# DIRECTIONS FOR THIS TASK
Could you copy every line in the listing below that has the word "raised"?

# DATA TO PROCESS
──────────────────────────────

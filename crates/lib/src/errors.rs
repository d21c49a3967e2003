use thiserror::Error;

/// Errors raised while compiling heading patterns or segmenting text.
#[derive(Error, Debug)]
pub enum SegmentError {
    #[error("Invalid heading pattern: {0}")]
    InvalidPattern(#[from] regex::Error),
    #[error("Heading pattern `{pattern}` must have exactly one capture group, found {found}")]
    CaptureGroups { pattern: String, found: usize },
    /// A heading title without a parsable ordinal. Titles are produced by the
    /// splitter from pattern matches, so this is an internal consistency fault.
    #[error("Heading '{0}' does not contain an ordinal")]
    MalformedHeading(String),
}

/// Errors raised by a `DocumentLoader` while reading a source document.
#[derive(Error, Debug)]
pub enum LoadError {
    #[error("I/O error: {0}")]
    Io(#[from] std::io::Error),
    #[error("Failed to parse PDF content: {0}")]
    PdfParse(String),
}

/// Errors raised by the end-to-end indexing of a document.
#[derive(Error, Debug)]
pub enum IndexError {
    #[error("Segmentation failed: {0}")]
    Segment(#[from] SegmentError),
    #[error("Loading failed: {0}")]
    Load(#[from] LoadError),
}
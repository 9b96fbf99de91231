//! Data-contract metadata.
//!
//! Downstream consumers rely structurally on the serialized shape of the
//! types in the contract files; they pin the hash below and refuse to run
//! against an incompatible schema. Any edit to a contract file changes the
//! hash, and the test in this module fails the build until the constant is
//! updated deliberately.

use std::path::Path;

use anyhow::{Context, Result};
use serde::{Deserialize, Serialize};
use sha2::{Digest, Sha256};

/// Bumped when the schema of the contract types changes incompatibly.
pub const DATA_CONTRACT_VERSION: &str = "v1.0.0";

/// Files that define the data contract, relative to the crate root. These
/// contain only the wire-stable model types, not API surfaces.
pub const DATA_CONTRACT_FILES: &[&str] = &["src/types.rs"];

/// SHA-256 over the contents of [`DATA_CONTRACT_FILES`], in order, with a
/// newline separator after each file. Format: `"sha256:<hex>"`.
pub const DATA_CONTRACT_HASH: &str =
    "sha256:9e21d87a627338990d4627d5ab7750981b2bbeb8aa6219b9cd36c9ade720bf0b";

/// Public contract metadata for compatibility validation by callers.
#[derive(Debug, Clone, Serialize, Deserialize)]
pub struct DataContractInfo {
    pub version: String,
    pub hash: String,
    pub files: Vec<String>,
}

pub fn data_contract_info() -> DataContractInfo {
    DataContractInfo {
        version: DATA_CONTRACT_VERSION.to_string(),
        hash: DATA_CONTRACT_HASH.to_string(),
        files: DATA_CONTRACT_FILES.iter().map(|s| s.to_string()).collect(),
    }
}

/// Recomputes the hash from the contract files on disk. Intended for tests
/// and development tooling run inside a source checkout; the source tree is
/// not available to production binaries.
pub fn compute_data_contract_hash() -> Result<String> {
    let root = Path::new(env!("CARGO_MANIFEST_DIR"));
    let mut hasher = Sha256::new();

    for rel in DATA_CONTRACT_FILES {
        let path = root.join(rel);
        let data = std::fs::read(&path)
            .with_context(|| format!("read data contract file {}", path.display()))?;
        hasher.update(&data);
        // Separator for determinism.
        hasher.update(b"\n");
    }

    Ok(format!("sha256:{:x}", hasher.finalize()))
}

/// Compares the recomputed hash against [`DATA_CONTRACT_HASH`].
pub fn validate_data_contract() -> Result<()> {
    let computed = compute_data_contract_hash()?;
    if computed != DATA_CONTRACT_HASH {
        anyhow::bail!(
            "data contract hash mismatch: compiled={DATA_CONTRACT_HASH}, computed={computed}. \
             If this change is intentional, update DATA_CONTRACT_HASH in contract.rs and bump \
             DATA_CONTRACT_VERSION"
        );
    }
    Ok(())
}
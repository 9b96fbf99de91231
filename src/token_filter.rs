//! Heuristic token counting and budget-driven prompt filtering.
//!
//! The counter is deliberately approximate: it splits text into word-like
//! runs plus individual punctuation/symbol characters, which tracks modern
//! BPE tokenizers far better than whitespace splitting without pulling in a
//! real tokenizer. Images and opaque encrypted/redacted payloads count as
//! zero.

use std::collections::HashSet;
use std::sync::OnceLock;

use regex::Regex;
use tracing::debug;

use crate::types::{ContentItemKind, ContentItemUnion, InputKind, InputOutputContent, InputUnion,
    ReasoningContent, ToolCall, ToolOutput, WebSearchToolCallKind, WebSearchToolOutputKind};

/// Keeps the newest inputs that fit `max_token_count`, preserving
/// chronological order, then prunes tool outputs orphaned by the cut.
///
/// The newest item is always kept, even when it alone exceeds the budget.
pub fn filter_messages_by_token_count(
    messages: Vec<InputUnion>,
    max_token_count: i64,
) -> Vec<InputUnion> {
    if messages.is_empty() {
        return Vec::new();
    }
    let original_count = messages.len();

    let mut total_tokens: i64 = 0;
    let mut filtered: Vec<InputUnion> = Vec::new();

    // Newest-first accumulation.
    for msg in messages.into_iter().rev() {
        let tokens_in_msg = count_heuristic_tokens_in_input(&msg);

        if total_tokens + tokens_in_msg <= max_token_count || filtered.is_empty() {
            filtered.push(msg);
            total_tokens += tokens_in_msg;
            if total_tokens > max_token_count {
                break;
            }
        } else {
            break;
        }
    }

    // Back to chronological order.
    filtered.reverse();

    let filtered = prune_orphan_tool_outputs(filtered);

    if filtered.len() < original_count {
        debug!(
            original_count,
            filtered_count = filtered.len(),
            approx_tokens = total_tokens,
            "filtered messages are less than input"
        );
    }

    filtered
}

/// Drops tool outputs whose `call_id` has no matching tool call in the kept
/// sequence. Outputs with an empty `call_id` are left alone.
fn prune_orphan_tool_outputs(msgs: Vec<InputUnion>) -> Vec<InputUnion> {
    if msgs.is_empty() {
        return msgs;
    }

    let call_ids: HashSet<String> = msgs
        .iter()
        .filter_map(|m| m.as_tool_call())
        .map(|c| c.call_id.trim().to_string())
        .filter(|id| !id.is_empty())
        .collect();

    msgs.into_iter()
        .filter(|m| match m.as_tool_output() {
            Some(out) => {
                let call_id = out.call_id.trim();
                call_id.is_empty() || call_ids.contains(call_id)
            }
            None => true,
        })
        .collect()
}

fn count_heuristic_tokens_in_input(input: &InputUnion) -> i64 {
    if input.is_empty() {
        return 0;
    }
    match input.kind {
        InputKind::InputMessage => input
            .input_message
            .as_ref()
            .map(count_tokens_in_message)
            .unwrap_or(0),
        InputKind::OutputMessage => input
            .output_message
            .as_ref()
            .map(count_tokens_in_message)
            .unwrap_or(0),
        InputKind::ReasoningMessage => input
            .reasoning_message
            .as_ref()
            .map(count_tokens_in_reasoning)
            .unwrap_or(0),
        InputKind::FunctionToolCall | InputKind::CustomToolCall | InputKind::WebSearchToolCall => {
            input.as_tool_call().map(count_tokens_in_tool_call).unwrap_or(0)
        }
        InputKind::FunctionToolOutput
        | InputKind::CustomToolOutput
        | InputKind::WebSearchToolOutput => input
            .as_tool_output()
            .map(count_tokens_in_tool_output)
            .unwrap_or(0),
    }
}

fn count_tokens_in_message(msg: &InputOutputContent) -> i64 {
    msg.contents.iter().map(count_tokens_in_content_item).sum()
}

fn count_tokens_in_content_item(item: &ContentItemUnion) -> i64 {
    match item.kind {
        ContentItemKind::Text => item
            .text_item
            .as_ref()
            .map(|t| count_heuristic_tokens_in_str(&t.text))
            .unwrap_or(0),
        ContentItemKind::Refusal => item
            .refusal_item
            .as_ref()
            .map(|r| count_heuristic_tokens_in_str(&r.refusal))
            .unwrap_or(0),
        // Images contribute nothing to the text budget.
        ContentItemKind::Image => 0,
        // The additional context is the main textual part of a file item.
        ContentItemKind::File => item
            .file_item
            .as_ref()
            .map(|f| count_heuristic_tokens_in_str(&f.additional_context))
            .unwrap_or(0),
    }
}

fn count_tokens_in_reasoning(r: &ReasoningContent) -> i64 {
    let mut total = 0;
    for s in &r.summary {
        total += count_heuristic_tokens_in_str(s);
    }
    for t in &r.thinking {
        total += count_heuristic_tokens_in_str(t);
    }
    for t in &r.redacted_thinking {
        total += count_heuristic_tokens_in_str(t);
    }
    // Encrypted content is opaque; ignored.
    total
}

fn count_tokens_in_tool_call(call: &ToolCall) -> i64 {
    let mut total = count_heuristic_tokens_in_str(&call.name)
        + count_heuristic_tokens_in_str(&call.arguments);

    for item in &call.web_search_tool_call_items {
        match item.kind {
            WebSearchToolCallKind::Search => {
                if let Some(s) = &item.search_item {
                    total += count_heuristic_tokens_in_str(&s.query);
                }
            }
            WebSearchToolCallKind::Find => {
                if let Some(f) = &item.find_item {
                    total += count_heuristic_tokens_in_str(&f.pattern);
                }
            }
            // URLs are typically short; ignored.
            WebSearchToolCallKind::OpenPage => {}
        }
    }

    total
}

fn count_tokens_in_tool_output(out: &ToolOutput) -> i64 {
    let mut total = 0;

    for it in &out.contents {
        if it.kind == ContentItemKind::Text {
            if let Some(t) = &it.text_item {
                total += count_heuristic_tokens_in_str(&t.text);
            }
        }
    }

    // Titles and rendered content carry most of the text of search results.
    for it in &out.web_search_tool_output_items {
        if it.kind == WebSearchToolOutputKind::Search {
            if let Some(s) = &it.search_item {
                total += count_heuristic_tokens_in_str(&s.title);
                total += count_heuristic_tokens_in_str(&s.rendered_content);
            }
        }
    }

    total
}

fn token_regex() -> &'static Regex {
    static RE: OnceLock<Regex> = OnceLock::new();
    RE.get_or_init(|| Regex::new(r"\w+|[^\s\w]").expect("token regex"))
}

/// Word-like runs plus each lone punctuation/symbol character.
pub fn count_heuristic_tokens_in_str(content: &str) -> i64 {
    let content = content.trim();
    if content.is_empty() {
        return 0;
    }
    token_regex().find_iter(content).count() as i64
}

#[cfg(test)]
mod tests {
    use super::*;
    use crate::types::{Role, Status, ToolType};

    fn call(call_id: &str) -> InputUnion {
        InputUnion::tool_call(ToolCall {
            choice_id: "choice".into(),
            tool_type: ToolType::Function,
            role: Role::Assistant,
            id: call_id.into(),
            call_id: call_id.into(),
            name: "lookup".into(),
            arguments: r#"{"q":"x"}"#.into(),
            status: Status::Completed,
            web_search_tool_call_items: vec![],
        })
    }

    fn output(call_id: &str, text: &str) -> InputUnion {
        InputUnion::tool_output(ToolOutput {
            choice_id: "choice".into(),
            tool_type: ToolType::Function,
            role: Role::User,
            id: String::new(),
            call_id: call_id.into(),
            name: "lookup".into(),
            status: Status::Completed,
            is_error: false,
            contents: vec![ContentItemUnion::text(text)],
            web_search_tool_output_items: vec![],
        })
    }

    #[test]
    fn heuristic_counts_words_and_punctuation() {
        assert_eq!(count_heuristic_tokens_in_str(""), 0);
        assert_eq!(count_heuristic_tokens_in_str("   "), 0);
        assert_eq!(count_heuristic_tokens_in_str("hello world"), 2);
        assert_eq!(count_heuristic_tokens_in_str("hello, world!"), 4);
        assert_eq!(count_heuristic_tokens_in_str("a.b.c"), 5);
    }

    #[test]
    fn keeps_newest_item_even_over_budget() {
        let inputs = vec![InputUnion::user_text(
            "this text is certainly longer than a two token budget",
        )];
        let kept = filter_messages_by_token_count(inputs.clone(), 2);
        assert_eq!(kept, inputs);
    }

    #[test]
    fn truncates_oldest_first_and_preserves_order() {
        let inputs = vec![
            InputUnion::user_text("first message with several words here"),
            InputUnion::user_text("second"),
            InputUnion::user_text("third"),
        ];
        let kept = filter_messages_by_token_count(inputs, 2);
        assert_eq!(kept.len(), 2);
        let texts: Vec<&str> = kept
            .iter()
            .map(|m| {
                m.input_message.as_ref().unwrap().contents[0]
                    .text_item
                    .as_ref()
                    .unwrap()
                    .text
                    .as_str()
            })
            .collect();
        assert_eq!(texts, vec!["second", "third"]);
    }

    #[test]
    fn orphan_output_dropped_when_call_is_cut() {
        let inputs = vec![
            call("c1"),
            InputUnion::user_text("some words to eat the remaining budget up fully"),
            output("c1", "orphaned output referencing a dropped call"),
            InputUnion::user_text("B"),
        ];
        // Budget keeps only the last two items; the surviving output has no
        // matching call and must be pruned.
        let kept = filter_messages_by_token_count(inputs, 8);
        assert!(kept.iter().all(|m| m.as_tool_output().is_none()));
        assert!(kept.iter().any(|m| m.input_message.is_some()));
    }

    #[test]
    fn output_with_empty_call_id_is_not_pruned() {
        let inputs = vec![output("", "free-standing output"), InputUnion::user_text("B")];
        let kept = filter_messages_by_token_count(inputs, 100);
        assert_eq!(kept.len(), 2);
    }

    #[test]
    fn truncation_then_orphan_prune_keeps_consistent_tail() {
        // A long leading message falls out of budget; the trailing output
        // references a call that was never kept and is pruned, while the
        // surviving call/output pair stays intact.
        let inputs = vec![
            InputUnion::user_text("A A A A A A A A A A A A A A A A A A A A"),
            call("c1"),
            output("c1", "r"),
            InputUnion::user_text("B"),
            output("c2", "stale"),
        ];
        let kept = filter_messages_by_token_count(inputs, 18);
        assert_eq!(kept.len(), 3);
        assert_eq!(kept[0].as_tool_call().unwrap().call_id, "c1");
        assert_eq!(kept[1].as_tool_output().unwrap().call_id, "c1");
        assert_eq!(
            kept[2].input_message.as_ref().unwrap().contents[0]
                .text_item
                .as_ref()
                .unwrap()
                .text,
            "B"
        );
    }

    #[test]
    fn empty_input_yields_empty_output() {
        assert!(filter_messages_by_token_count(Vec::new(), 10).is_empty());
    }
}
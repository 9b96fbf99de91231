//! HTTP-level debug capture for completion requests.
//!
//! The inference layer treats the produced blob as opaque; its stable shape
//! is `{ requestDetails, responseDetails, errorDetails }` with redacted
//! headers, scrubbed bodies, and a reproducible curl command. See
//! [`scrubber`] for the redaction rules and [`transport`] for the capture
//! lifecycle.

mod scrubber;
mod transport;

use std::panic::AssertUnwindSafe;
use std::sync::Arc;

use serde_json::{Map, Value};
use tracing::error;

use crate::types::ProviderParam;

pub use scrubber::{
    contains_sensitive_key, looks_like_base64, sanitize_body_for_debug, scrub_value_for_debug,
};
pub use transport::{ApiErrorDetails, ApiRequestDetails, ApiResponseDetails, DebugSpan};

/// Controls how HTTP debug information is captured and redacted.
#[derive(Debug, Clone, Copy)]
pub struct DebugConfig {
    /// When false, spans capture nothing and the blob is `None`.
    pub enabled: bool,
    pub capture_request_body: bool,
    pub capture_response_body: bool,
    /// Removes conversation text and large/base64 payloads while keeping
    /// metadata (model name, tools, usage, ...).
    pub strip_content: bool,
    /// Also log captured details at debug level.
    pub log_details: bool,
}

impl Default for DebugConfig {
    fn default() -> Self {
        DebugConfig {
            enabled: true,
            capture_request_body: true,
            capture_response_body: true,
            strip_content: true,
            log_details: false,
        }
    }
}

/// Constructs a debugger for a provider at registration time. Returning
/// `None` disables debugging for that provider.
pub type DebuggerBuilder = Arc<dyn Fn(&ProviderParam) -> Option<Arc<HttpDebugger>> + Send + Sync>;

/// Debugger backed by the HTTP capture in this module.
pub struct HttpDebugger {
    cfg: DebugConfig,
}

impl HttpDebugger {
    pub fn new(cfg: DebugConfig) -> HttpDebugger {
        HttpDebugger { cfg }
    }

    pub fn config(&self) -> DebugConfig {
        self.cfg
    }

    /// Opens the request-scoped capture state for one fetch.
    pub fn start_span(&self) -> Arc<DebugSpan> {
        Arc::new(DebugSpan::new(self.cfg))
    }

    /// Assembles the opaque debug blob after the vendor call completed.
    ///
    /// `full_response` is the serialized final vendor response when one
    /// exists; it is scrubbed and preferred over the HTTP body copy (in
    /// streaming there is no single response body to capture). Error
    /// fragments from the HTTP layer, the vendor call, and the nil-response
    /// check are joined with `"; "`. Never panics; a failure inside assembly
    /// degrades to whatever was built so far.
    pub fn build_debug_details(
        &self,
        span: Option<&DebugSpan>,
        full_response: Option<&Value>,
        call_error: Option<&str>,
        is_nil_resp: bool,
    ) -> Option<Value> {
        if !self.cfg.enabled {
            return None;
        }
        let result = std::panic::catch_unwind(AssertUnwindSafe(|| {
            self.build_debug_details_inner(span, full_response, call_error, is_nil_resp)
        }));
        match result {
            Ok(v) => Some(v),
            Err(_) => {
                error!("debug details assembly panic");
                Some(Value::Object(Map::new()))
            }
        }
    }

    fn build_debug_details_inner(
        &self,
        span: Option<&DebugSpan>,
        full_response: Option<&Value>,
        call_error: Option<&str>,
        is_nil_resp: bool,
    ) -> Value {
        let mut blob = Map::new();
        blob.insert("requestDetails".to_string(), Value::Object(Map::new()));
        blob.insert("responseDetails".to_string(), Value::Object(Map::new()));
        blob.insert("errorDetails".to_string(), Value::Object(Map::new()));

        let (req_details, resp_details, http_error) = match span {
            Some(s) => s.snapshot(),
            None => (None, None, None),
        };

        if let Some(rd) = &req_details {
            if let Ok(v) = serde_json::to_value(rd) {
                blob.insert("requestDetails".to_string(), v);
            }
        }
        if let Some(rd) = &resp_details {
            if let Ok(v) = serde_json::to_value(rd) {
                blob.insert("responseDetails".to_string(), v);
            }
        }

        // The structured final response wins over the teed HTTP body.
        if let Some(full) = full_response {
            let scrubbed = scrub_value_for_debug(full, true);
            match blob.get_mut("responseDetails") {
                Some(Value::Object(rd)) => {
                    rd.insert("data".to_string(), scrubbed);
                }
                _ => {
                    let mut rd = Map::new();
                    rd.insert("data".to_string(), scrubbed);
                    blob.insert("responseDetails".to_string(), Value::Object(rd));
                }
            }
        }

        let mut msg_parts: Vec<String> = Vec::new();
        if let Some(he) = &http_error {
            let m = he.message.trim();
            if !m.is_empty() {
                msg_parts.push(m.to_string());
            }
        }
        if let Some(e) = call_error {
            msg_parts.push(e.to_string());
        }
        if is_nil_resp {
            msg_parts.push("got nil response from LLM api".to_string());
        }

        if msg_parts.is_empty() {
            return Value::Object(blob);
        }

        let joined = msg_parts.join("; ");
        match http_error {
            Some(mut he) => {
                he.message = joined;
                if let Ok(v) = serde_json::to_value(&he) {
                    blob.insert("errorDetails".to_string(), v);
                }
            }
            None => {
                let mut ed = Map::new();
                ed.insert("message".to_string(), Value::String(joined));
                blob.insert("errorDetails".to_string(), Value::Object(ed));
            }
        }

        Value::Object(blob)
    }
}

#[cfg(test)]
mod tests {
    use super::*;
    use serde_json::json;

    fn debugger() -> HttpDebugger {
        HttpDebugger::new(DebugConfig::default())
    }

    #[test]
    fn disabled_debugger_returns_none() {
        let d = HttpDebugger::new(DebugConfig {
            enabled: false,
            ..DebugConfig::default()
        });
        assert!(d.build_debug_details(None, None, None, false).is_none());
    }

    #[test]
    fn blob_has_stable_top_level_shape() {
        let d = debugger();
        let blob = d.build_debug_details(None, None, None, false).unwrap();
        assert!(blob.get("requestDetails").is_some());
        assert!(blob.get("responseDetails").is_some());
        assert!(blob.get("errorDetails").is_some());
    }

    #[test]
    fn full_response_overwrites_body_copy_and_is_scrubbed() {
        let d = debugger();
        let span = d.start_span();
        let full = json!({
            "output": [{"role": "assistant", "content": "private text"}],
            "usage": {"input_tokens": 3},
        });
        let blob = d
            .build_debug_details(Some(&span), Some(&full), None, false)
            .unwrap();
        assert_eq!(
            blob["responseDetails"]["data"]["output"][0]["content"],
            "[omitted: llm text content]"
        );
        assert_eq!(blob["responseDetails"]["data"]["usage"]["input_tokens"], 3);
    }

    #[test]
    fn error_fragments_joined() {
        let d = debugger();
        let span = d.start_span();
        span.record_transport_error("http layer failed");
        let blob = d
            .build_debug_details(Some(&span), None, Some("sdk call failed"), true)
            .unwrap();
        assert_eq!(
            blob["errorDetails"]["message"],
            "http layer failed; sdk call failed; got nil response from LLM api"
        );
    }

    #[test]
    fn nil_response_without_error_still_noted() {
        let d = debugger();
        let blob = d.build_debug_details(None, None, None, true).unwrap();
        assert_eq!(blob["errorDetails"]["message"], "got nil response from LLM api");
    }
}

──────────────────────────────

# ANSWER TO THIS EXERCISE
/// Errors raised while compiling heading patterns or segmenting text.
/// Errors raised by a `DocumentLoader` while reading a source document.
/// Errors raised by the end-to-end indexing of a document.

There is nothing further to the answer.